[YOUR ASSIGNMENT] Among the entries below, how many lines contain the string "embeddings"? Reply with that number alone.

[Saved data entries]
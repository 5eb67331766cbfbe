//! Hybrid retrieval engine
//!
//! Fuses vector-similarity and keyword sub-searches by weighted score:
//! `combined = vector_weight * similarity + keyword_weight * keyword_score`.
//! A result present in both sub-searches sums its weighted contributions;
//! present in only one, it keeps that single contribution.

use crate::chunker::Chunker;
use crate::index::{IndexedChunk, ScoredChunk, VectorIndex};
use ragline_core::{Error, Result, RetrievalConfig, RetrievalHit};
use ragline_llm::Embedder;
use serde_json::{Map, Value};
use std::collections::HashMap;
use std::sync::Arc;
use tracing::debug;
use uuid::Uuid;

pub struct RetrievalEngine {
    index: Arc<VectorIndex>,
    embedder: Arc<dyn Embedder>,
    chunker: Chunker,
    config: RetrievalConfig,
}

impl RetrievalEngine {
    pub fn new(embedder: Arc<dyn Embedder>, config: RetrievalConfig) -> Self {
        Self {
            index: Arc::new(VectorIndex::new()),
            embedder,
            chunker: Chunker::new(config.chunk_size, config.chunk_overlap),
            config,
        }
    }

    pub fn index(&self) -> &Arc<VectorIndex> {
        &self.index
    }

    /// Hybrid search. Returns up to `k` hits sorted by fused score
    /// descending, no duplicate chunk ids, ties in insertion order.
    pub async fn search(&self, query: &str, k: usize) -> Result<Vec<RetrievalHit>> {
        if query.trim().is_empty() || k == 0 {
            return Ok(Vec::new());
        }

        let query_vector = self
            .embedder
            .embed(query)
            .await
            .map_err(|e| Error::RetrievalUnavailable(e.to_string()))?;

        // Over-fetch both sides so fusion has candidates to rerank.
        let vector_hits = self.index.knn(&query_vector, k * 2).await;
        let keyword_hits = self.index.keyword(query, k * 2).await;

        let mut order: Vec<(Arc<IndexedChunk>, f32)> = Vec::new();
        let mut slots: HashMap<String, usize> = HashMap::new();

        for ScoredChunk { chunk, score } in vector_hits {
            let contribution = self.config.vector_weight * score;
            slots.insert(chunk.id.clone(), order.len());
            order.push((chunk, contribution));
        }
        for ScoredChunk { chunk, score } in keyword_hits {
            let contribution = self.config.keyword_weight * score;
            match slots.get(&chunk.id) {
                Some(&slot) => order[slot].1 += contribution,
                None => {
                    slots.insert(chunk.id.clone(), order.len());
                    order.push((chunk, contribution));
                }
            }
        }

        // Stable sort keeps insertion order for equal scores.
        order.sort_by(|a, b| b.1.total_cmp(&a.1));
        order.truncate(k);

        let threshold = self.config.score_threshold;
        let hits = order
            .into_iter()
            .filter(|(_, score)| threshold.map_or(true, |t| *score >= t))
            .map(|(chunk, score)| RetrievalHit {
                chunk_id: chunk.id.clone(),
                content: chunk.content.clone(),
                score,
                metadata: chunk.metadata.clone(),
            })
            .collect();

        Ok(hits)
    }

    /// Split, embed, and store a document. Returns chunk ids in chunk
    /// order. Empty content ingests zero chunks and returns an empty vec.
    ///
    /// All chunks are embedded before anything is inserted: a failed
    /// embedding aborts the whole ingest and leaves the index untouched,
    /// never half a document.
    pub async fn ingest(
        &self,
        content: &str,
        title: &str,
        source: Option<&str>,
        metadata: Option<Map<String, Value>>,
    ) -> Result<Vec<String>> {
        let chunks = self.chunker.split(content);
        if chunks.is_empty() {
            return Ok(Vec::new());
        }

        let mut embeddings = Vec::with_capacity(chunks.len());
        for chunk_text in &chunks {
            let embedding = self
                .embedder
                .embed(chunk_text)
                .await
                .map_err(|e| Error::RetrievalUnavailable(e.to_string()))?;
            embeddings.push(embedding);
        }

        let parent_id = Uuid::new_v4().to_string();
        let mut ids = Vec::with_capacity(chunks.len());

        for (chunk_index, (chunk_text, embedding)) in
            chunks.into_iter().zip(embeddings).enumerate()
        {
            let id = Uuid::new_v4().to_string();
            let mut chunk_metadata = metadata.clone().unwrap_or_default();
            chunk_metadata.insert("title".to_string(), Value::from(title));
            chunk_metadata.insert("chunk_index".to_string(), Value::from(chunk_index));
            chunk_metadata.insert("parent_id".to_string(), Value::from(parent_id.clone()));
            if let Some(source) = source {
                chunk_metadata.insert("source".to_string(), Value::from(source));
            }

            self.index
                .insert(IndexedChunk {
                    id: id.clone(),
                    parent_id: parent_id.clone(),
                    title: title.to_string(),
                    source: source.map(str::to_string),
                    content: chunk_text,
                    metadata: chunk_metadata,
                    embedding,
                })
                .await;
            ids.push(id);
        }

        debug!("Ingested '{}': {} chunks, parent={}", title, ids.len(), parent_id);
        Ok(ids)
    }

    /// Remove every chunk derived from one ingested document.
    pub async fn delete(&self, parent_id: &str) -> usize {
        let removed = self.index.remove_parent(parent_id).await;
        debug!("Deleted {} chunks for parent={}", removed, parent_id);
        removed
    }

    /// Format hits into a context block for the system prompt.
    pub fn format_context(hits: &[RetrievalHit]) -> String {
        if hits.is_empty() {
            return "No relevant documents found.".to_string();
        }
        hits.iter()
            .enumerate()
            .map(|(i, hit)| {
                let source = hit
                    .metadata
                    .get("source")
                    .and_then(|v| v.as_str())
                    .unwrap_or("Unknown");
                format!(
                    "[Document {}] (Score: {:.3}, Source: {})\n{}",
                    i + 1,
                    hit.score,
                    source,
                    hit.content
                )
            })
            .collect::<Vec<_>>()
            .join("\n\n---\n\n")
    }
}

[EXERCISE ANSWER] 3